┌────────

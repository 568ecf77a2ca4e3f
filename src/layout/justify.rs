//! # Column Justification
//!
//! `<J>` lines split their content on `|` into columns. All columns except
//! the first are right-aligned to a shared width, and the first column takes
//! whatever is left of the line:
//!
//! ```text
//! target width 20, column widths [2, 6, 7]
//!
//! <J>1|Widget|$5.00       →  "1     Widget   $5.00"
//! <J>12|Gadget|$120.00    →  "12    Gadget $120.00"
//!                             └─5─┘└──7──┘└───8──┘
//! ```
//!
//! Column widths are shared by every line of a *justify run* (consecutive
//! `<J>` lines) and computed over the whole run before any line is rendered,
//! so a later, wider cell widens the column for the earlier lines too.
//!
//! ## Proportional Compression
//!
//! With `<J:ratio>` and `ratio != 1`, wide glyphs are assumed to take `ratio`
//! cells. While the weighted line length exceeds the target, one trailing
//! space is removed from the first column (in column order) that ends with
//! two spaces. The left-to-right order is fixed; printed layouts depend on it.

use super::formatters::{Fitted, char_len, pad_left, pad_right, truncate};

/// Column separator inside `<J>` content.
pub const COLUMN_DELIMITER: char = '|';

/// Spaces in front of every right-aligned column.
pub const GUTTER: usize = 1;

/// Running maximum text length per column over one justify run.
#[derive(Debug, Clone, Default, PartialEq, Eq)]
pub struct ColumnWidths {
    widths: Vec<usize>,
}

impl ColumnWidths {
    pub fn new() -> Self {
        Self::default()
    }

    /// Widths for a whole run, computed before rendering any of its lines.
    pub fn from_run<'a>(contents: impl IntoIterator<Item = &'a str>) -> Self {
        let mut widths = Self::new();
        for content in contents {
            widths.observe(content);
        }
        widths
    }

    /// Widen columns to fit the cells of `content`. Lines without a
    /// delimiter do not take part.
    pub fn observe(&mut self, content: &str) {
        if !is_tabular(content) {
            return;
        }
        for (i, cell) in content.split(COLUMN_DELIMITER).enumerate() {
            let len = char_len(cell);
            match self.widths.get_mut(i) {
                Some(w) => *w = (*w).max(len),
                None => self.widths.push(len),
            }
        }
    }

    /// Width of column `index` (0 when the run never had that column).
    pub fn get(&self, index: usize) -> usize {
        self.widths.get(index).copied().unwrap_or(0)
    }

    pub fn as_slice(&self) -> &[usize] {
        &self.widths
    }

    pub fn len(&self) -> usize {
        self.widths.len()
    }

    pub fn is_empty(&self) -> bool {
        self.widths.is_empty()
    }
}

/// Whether a justify line has columns at all.
#[inline]
pub fn is_tabular(content: &str) -> bool {
    content.contains(COLUMN_DELIMITER)
}

fn is_wide_glyph(ch: char) -> bool {
    ch.is_uppercase() || matches!(ch, 'm' | 'w' | '@' | '%' | '&' | '#')
}

/// Length in cells when wide glyphs take `ratio` cells each.
pub fn weighted_len(s: &str, ratio: f32) -> f32 {
    s.chars()
        .map(|ch| if is_wide_glyph(ch) { ratio } else { 1.0 })
        .sum()
}

/// Render one justify line against the run's column widths.
///
/// Lines without a delimiter are returned unchanged.
pub fn justify(content: &str, widths: &ColumnWidths, target: usize, ratio: f32) -> Fitted {
    if !is_tabular(content) {
        return Fitted::exact(content.to_string());
    }

    // Lines with fewer cells than the run leave their trailing slots blank
    let cells: Vec<&str> = content.split(COLUMN_DELIMITER).collect();
    let count = cells.len().max(widths.len());
    let cell = |i: usize| cells.get(i).copied().unwrap_or("");
    let column_width = |i: usize| widths.get(i).max(char_len(cell(i)));

    let right_total: usize = (1..count).map(|i| column_width(i) + GUTTER).sum();
    let first_width = target.saturating_sub(right_total);

    let mut overflow = None;
    let first_len = char_len(cells[0]);
    if first_len > first_width {
        overflow = Some(first_len + right_total);
    }

    let mut columns = Vec::with_capacity(count);
    columns.push(pad_right(cells[0], first_width));
    for i in 1..count {
        columns.push(pad_left(cell(i), column_width(i) + GUTTER));
    }

    if (ratio - 1.0).abs() > f32::EPSILON {
        loop {
            let total: f32 = columns.iter().map(|c| weighted_len(c, ratio)).sum();
            if total <= target as f32 {
                break;
            }
            match columns.iter().position(|c| c.ends_with("  ")) {
                Some(i) => {
                    columns[i].pop();
                }
                None => {
                    overflow = overflow.or(Some(total.ceil() as usize));
                    break;
                }
            }
        }
    }

    let mut text = columns.concat();
    let len = char_len(&text);
    if len > target {
        overflow = overflow.or(Some(len));
        text = truncate(&text, target);
    }

    Fitted { text, overflow }
}

#[cfg(test)]
mod tests {
    use super::*;

    #[test]
    fn test_widths_are_running_max() {
        let mut w = ColumnWidths::new();
        w.observe("1|Widget|$5.00");
        assert_eq!(w.as_slice(), &[1, 6, 5]);
        w.observe("12|Gadget|$120.00");
        assert_eq!(w.as_slice(), &[2, 6, 7]);
        w.observe("3|X|$1");
        assert_eq!(w.as_slice(), &[2, 6, 7]);
    }

    #[test]
    fn test_line_without_delimiter_is_ignored() {
        let w = ColumnWidths::from_run(["no columns here", "a|b"]);
        assert_eq!(w.as_slice(), &[1, 1]);
        assert_eq!(
            justify("no columns here", &w, 5, 1.0).text,
            "no columns here"
        );
    }

    #[test]
    fn test_justify_aligns_columns() {
        let w = ColumnWidths::from_run(["1|Widget|$5.00", "12|Gadget|$120.00"]);
        let a = justify("1|Widget|$5.00", &w, 20, 1.0);
        let b = justify("12|Gadget|$120.00", &w, 20, 1.0);
        assert_eq!(a.text, "1     Widget   $5.00");
        assert_eq!(b.text, "12    Gadget $120.00");
        assert_eq!(a.overflow, None);
        assert_eq!(b.overflow, None);
    }

    #[test]
    fn test_short_line_keeps_run_slots() {
        let w = ColumnWidths::from_run(["a|b|c", "x|y"]);
        assert_eq!(justify("a|b|c", &w, 20, 1.0).text, "a                b c");
        assert_eq!(justify("x|y", &w, 20, 1.0).text, "x                y  ");
    }

    #[test]
    fn test_first_column_truncates() {
        let w = ColumnWidths::from_run(["Very long item name|9.99"]);
        let f = justify("Very long item name|9.99", &w, 12, 1.0);
        assert_eq!(f.text, "Very lo 9.99");
        assert_eq!(char_len(&f.text), 12);
        assert_eq!(f.overflow, Some(24));
    }

    #[test]
    fn test_right_columns_wider_than_line() {
        let w = ColumnWidths::from_run(["a|1234567890|1234567890"]);
        let f = justify("a|1234567890|1234567890", &w, 10, 1.0);
        assert_eq!(char_len(&f.text), 10);
        assert!(f.overflow.is_some());
    }

    #[test]
    fn test_weighted_len() {
        assert_eq!(weighted_len("ab", 1.5), 2.0);
        assert_eq!(weighted_len("AB", 1.5), 3.0);
        assert_eq!(weighted_len("A b", 2.0), 4.0);
    }

    #[test]
    fn test_ratio_removes_trailing_spaces_from_first_column() {
        let w = ColumnWidths::from_run(["TEA|1"]);
        // mono: "TEA" + 6 spaces + " 1" = 11 cells
        let mono = justify("TEA|1", &w, 11, 1.0);
        assert_eq!(mono.text, "TEA       1");

        // ratio 2: TEA weighs 6, so 3 spaces must go
        let prop = justify("TEA|1", &w, 11, 2.0);
        assert_eq!(prop.text, "TEA    1");
        assert_eq!(weighted_len(&prop.text, 2.0), 11.0);
        assert_eq!(prop.overflow, None);
    }

    #[test]
    fn test_ratio_stops_when_nothing_to_remove() {
        let w = ColumnWidths::from_run(["ABCDE|X"]);
        let f = justify("ABCDE|X", &w, 7, 2.0);
        assert!(f.overflow.is_some());
        assert_eq!(f.text, "ABCDE X");
    }
}
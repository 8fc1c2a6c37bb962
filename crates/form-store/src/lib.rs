//! Persistence and workflow layer for category application forms: the
//! [`FieldStore`] port with in-memory and JSON-file adapters, the admin
//! [`FieldConfigService`], and the applicant [`ApplicationSession`].

pub mod admin;
pub mod catalog;
pub mod json_file;
pub mod memory;
pub mod port;
pub mod session;

pub use admin::{AdminError, FieldConfigService, Notice, NoticeLevel};
pub use catalog::Catalog;
pub use json_file::JsonFileFieldStore;
pub use memory::InMemoryFieldStore;
pub use port::{CategoryRow, FieldPatch, FieldStore, StoreError, StoreResult};
pub use session::{
    ApplicationSession, ApplicationSink, ApplicationSubmission, InMemoryApplicationSink,
    SessionError,
};
use std::collections::{BTreeMap, HashMap, HashSet};

use crate::spec::field::{ConditionalField, FieldDefinition, FieldId};
use crate::value::ValueMap;

pub type VisibilityMap = BTreeMap<FieldId, bool>;

/// Where a dependency chain stopped while walking towards its root.
enum ChainEnd {
    /// The last field on the chain has no condition.
    Root,
    /// The last field depends on a field that has already been resolved.
    Resolved(bool),
    /// The last field depends on an id that is not among the definitions.
    Dangling,
    /// The chain ran back into itself.
    Cycle,
}

/// Decides which fields are currently shown.
///
/// A field with a condition is visible only when its source field is visible
/// and holds exactly the expected value. Each field has at most one source, so
/// following sources forms a chain; a chain that revisits a field is a cycle and
/// every field on it resolves hidden.
pub fn resolve_visibility(fields: &[FieldDefinition], values: &ValueMap) -> VisibilityMap {
    let index: HashMap<&str, &FieldDefinition> = fields
        .iter()
        .map(|field| (field.id.as_str(), field))
        .collect();
    let mut resolved: HashMap<&str, bool> = HashMap::with_capacity(fields.len());

    for field in fields {
        if resolved.contains_key(field.id.as_str()) {
            continue;
        }

        let mut chain: Vec<&FieldDefinition> = Vec::new();
        let mut on_chain: HashSet<&str> = HashSet::new();
        let mut current = field;
        let end = loop {
            if let Some(&visible) = resolved.get(current.id.as_str()) {
                break ChainEnd::Resolved(visible);
            }
            if !on_chain.insert(current.id.as_str()) {
                break ChainEnd::Cycle;
            }
            chain.push(current);
            match &current.conditional_field {
                None => break ChainEnd::Root,
                Some(condition) => match index.get(condition.field_id.as_str()) {
                    Some(source) => current = *source,
                    None => break ChainEnd::Dangling,
                },
            }
        };

        let mut upstream = match end {
            ChainEnd::Cycle => {
                for member in &chain {
                    resolved.insert(member.id.as_str(), false);
                }
                continue;
            }
            ChainEnd::Resolved(visible) => visible,
            ChainEnd::Root | ChainEnd::Dangling => true,
        };

        for member in chain.iter().rev() {
            let visible = match &member.conditional_field {
                None => true,
                Some(condition) => upstream && condition_holds(condition, values),
            };
            resolved.insert(member.id.as_str(), visible);
            upstream = visible;
        }
    }

    fields
        .iter()
        .map(|field| {
            let visible = resolved.get(field.id.as_str()).copied().unwrap_or(true);
            (field.id.clone(), visible)
        })
        .collect()
}

/// The visible subset of `fields`, in the order given.
pub fn visible_fields<'a>(
    fields: &'a [FieldDefinition],
    values: &ValueMap,
) -> Vec<&'a FieldDefinition> {
    let visibility = resolve_visibility(fields, values);
    fields
        .iter()
        .filter(|field| visibility.get(&field.id).copied().unwrap_or(true))
        .collect()
}

fn condition_holds(condition: &ConditionalField, values: &ValueMap) -> bool {
    values.get(&condition.field_id) == Some(&condition.value)
}

#[cfg(test)]
mod tests {
    use super::*;
    use crate::spec::field::FieldType;
    use crate::value::FieldValue;

    fn field(id: &str) -> FieldDefinition {
        FieldDefinition::new(id, FieldType::Text)
            .expect("field")
            .with_id(id)
    }

    #[test]
    fn unconditional_fields_are_visible() {
        let fields = vec![field("a"), field("b")];
        let map = resolve_visibility(&fields, &ValueMap::new());
        assert!(map.values().all(|visible| *visible));
    }

    #[test]
    fn condition_uses_strict_equality() {
        let fields = vec![
            FieldDefinition::new("Has degree", FieldType::Checkbox)
                .expect("field")
                .with_id("degree"),
            field("school").shown_when("degree", FieldValue::Boolean(true)),
        ];
        let mut values = ValueMap::new();
        values.set("degree", FieldValue::Text("true".into()));
        assert_eq!(resolve_visibility(&fields, &values)["school"], false);

        values.set("degree", FieldValue::Boolean(true));
        assert_eq!(resolve_visibility(&fields, &values)["school"], true);
    }

    #[test]
    fn hidden_source_hides_dependents_transitively() {
        // c depends on b, b depends on a; a hides b, so c is hidden even though
        // its own condition holds.
        let fields = vec![
            field("c").shown_when("b", FieldValue::Text("yes".into())),
            field("b").shown_when("a", FieldValue::Text("yes".into())),
            field("a"),
        ];
        let mut values = ValueMap::new();
        values.set("a", FieldValue::Text("no".into()));
        values.set("b", FieldValue::Text("yes".into()));
        let map = resolve_visibility(&fields, &values);
        assert!(map["a"]);
        assert!(!map["b"]);
        assert!(!map["c"]);

        values.set("a", FieldValue::Text("yes".into()));
        let map = resolve_visibility(&fields, &values);
        assert!(map["b"]);
        assert!(map["c"]);
    }

    #[test]
    fn cycles_resolve_hidden_without_looping() {
        let fields = vec![
            field("a").shown_when("b", FieldValue::Text("x".into())),
            field("b").shown_when("a", FieldValue::Text("x".into())),
            field("tail").shown_when("a", FieldValue::Text("x".into())),
            field("self").shown_when("self", FieldValue::Text("x".into())),
            field("free"),
        ];
        let values: ValueMap = ["a", "b", "tail", "self"]
            .into_iter()
            .map(|id| (id.to_string(), FieldValue::Text("x".into())))
            .collect();
        let map = resolve_visibility(&fields, &values);
        assert!(!map["a"]);
        assert!(!map["b"]);
        assert!(!map["tail"]);
        assert!(!map["self"]);
        assert!(map["free"]);
    }

    #[test]
    fn dangling_reference_checks_value_map_only() {
        let fields = vec![field("x").shown_when("ghost", FieldValue::Text("boo".into()))];
        let mut values = ValueMap::new();
        assert!(!resolve_visibility(&fields, &values)["x"]);
        values.set("ghost", FieldValue::Text("boo".into()));
        assert!(resolve_visibility(&fields, &values)["x"]);
    }
}
use regex::Regex;

use crate::spec::field::{FieldDefinition, FieldType};
use crate::spec::rule::RuleKind;
use crate::value::{FieldValue, FileHandle, ValueMap};
use crate::visibility::VisibilityMap;

const EMAIL_SAMPLE: &str = "applicant@example.com";
const URL_SAMPLE: &str = "https://example.com";
const PHONE_SAMPLE: &str = "+1 555 010 0100";

/// Tried in order when a field carries `pattern` rules. A pattern none of
/// these match keeps the default sample.
const PATTERN_SAMPLES: &[&str] = &[
    EMAIL_SAMPLE,
    URL_SAMPLE,
    PHONE_SAMPLE,
    "12345",
    "ABC123",
    "abc123",
    "Example",
    "example",
    "2024-01-15",
    "#336699",
];

/// Sample value map for the visible fields, shaped to pass the built-in checks
/// and the field's own rules.
pub fn generate(fields: &[FieldDefinition], visibility: &VisibilityMap) -> ValueMap {
    fields
        .iter()
        .filter(|field| visibility.get(&field.id).copied().unwrap_or(true))
        .filter_map(|field| example_value(field).map(|value| (field.id.clone(), value)))
        .collect()
}

fn example_value(field: &FieldDefinition) -> Option<FieldValue> {
    let value = match field.kind {
        FieldType::Text | FieldType::Textarea => {
            FieldValue::Text(example_text(field, format!("example-{}", field.name)))
        }
        FieldType::Url => FieldValue::Text(example_text(field, URL_SAMPLE.into())),
        FieldType::Email => FieldValue::Text(example_text(field, EMAIL_SAMPLE.into())),
        FieldType::Tel => FieldValue::Text(example_text(field, PHONE_SAMPLE.into())),
        FieldType::Number | FieldType::Range => FieldValue::Number(example_number(field)),
        FieldType::Select | FieldType::Radio => FieldValue::Text(field.options.first()?.clone()),
        FieldType::Multiselect => {
            let wanted = length_bound(field, RuleKind::MinLength, f64::max)
                .map_or(1, |min| min.max(1.0).ceil() as usize);
            let cap = length_bound(field, RuleKind::MaxLength, f64::min)
                .map_or(usize::MAX, |max| max.max(0.0) as usize);
            FieldValue::List(field.options.iter().take(wanted.min(cap)).cloned().collect())
        }
        FieldType::Checkbox => FieldValue::Boolean(false),
        FieldType::File => FieldValue::File(FileHandle::named("example.pdf")),
        FieldType::Date => FieldValue::Text("2024-01-15".into()),
        FieldType::Time => FieldValue::Text("09:30".into()),
        FieldType::Datetime => FieldValue::Text("2024-01-15T09:30".into()),
        FieldType::Color => FieldValue::Text("#336699".into()),
        FieldType::Unknown => return None,
    };
    Some(value)
}

fn example_text(field: &FieldDefinition, default: String) -> String {
    let has = |kind: RuleKind| field.rules(kind).next().is_some();
    let base = if has(RuleKind::Email) {
        EMAIL_SAMPLE.to_string()
    } else if has(RuleKind::Url) {
        URL_SAMPLE.to_string()
    } else if has(RuleKind::Phone) {
        PHONE_SAMPLE.to_string()
    } else {
        default
    };

    let patterns = field
        .rules(RuleKind::Pattern)
        .filter_map(|rule| rule.value.as_ref())
        .filter_map(|value| Regex::new(&value.as_text()).ok())
        .collect::<Vec<_>>();
    let mut text = if patterns.is_empty() {
        base
    } else {
        let matching = std::iter::once(base.as_str())
            .chain(PATTERN_SAMPLES.iter().copied())
            .find(|candidate| patterns.iter().all(|regex| regex.is_match(candidate)))
            .map(str::to_string);
        matching.unwrap_or(base)
    };

    if let Some(min) = length_bound(field, RuleKind::MinLength, f64::max) {
        while (text.chars().count() as f64) < min {
            text.push('x');
        }
    }
    if let Some(max) = length_bound(field, RuleKind::MaxLength, f64::min) {
        text = text.chars().take(max.max(0.0) as usize).collect();
    }
    text
}

/// Lowest value allowed by the field's own bounds and its `min`/`max` rules.
fn example_number(field: &FieldDefinition) -> f64 {
    let low = field
        .min
        .into_iter()
        .chain(field.rules(RuleKind::Min).filter_map(|rule| rule.threshold()))
        .reduce(f64::max);
    let high = field
        .max
        .into_iter()
        .chain(field.rules(RuleKind::Max).filter_map(|rule| rule.threshold()))
        .reduce(f64::min);
    let value = low.unwrap_or(0.0);
    match high {
        Some(high) if high < value => high,
        _ => value,
    }
}

fn length_bound(field: &FieldDefinition, kind: RuleKind, pick: fn(f64, f64) -> f64) -> Option<f64> {
    field
        .rules(kind)
        .filter_map(|rule| rule.threshold())
        .reduce(pick)
}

└────────

EXERCISE> How many lines of the material above contain the word "catalog"? Answer with the number only.

TASK RESPONSE> 2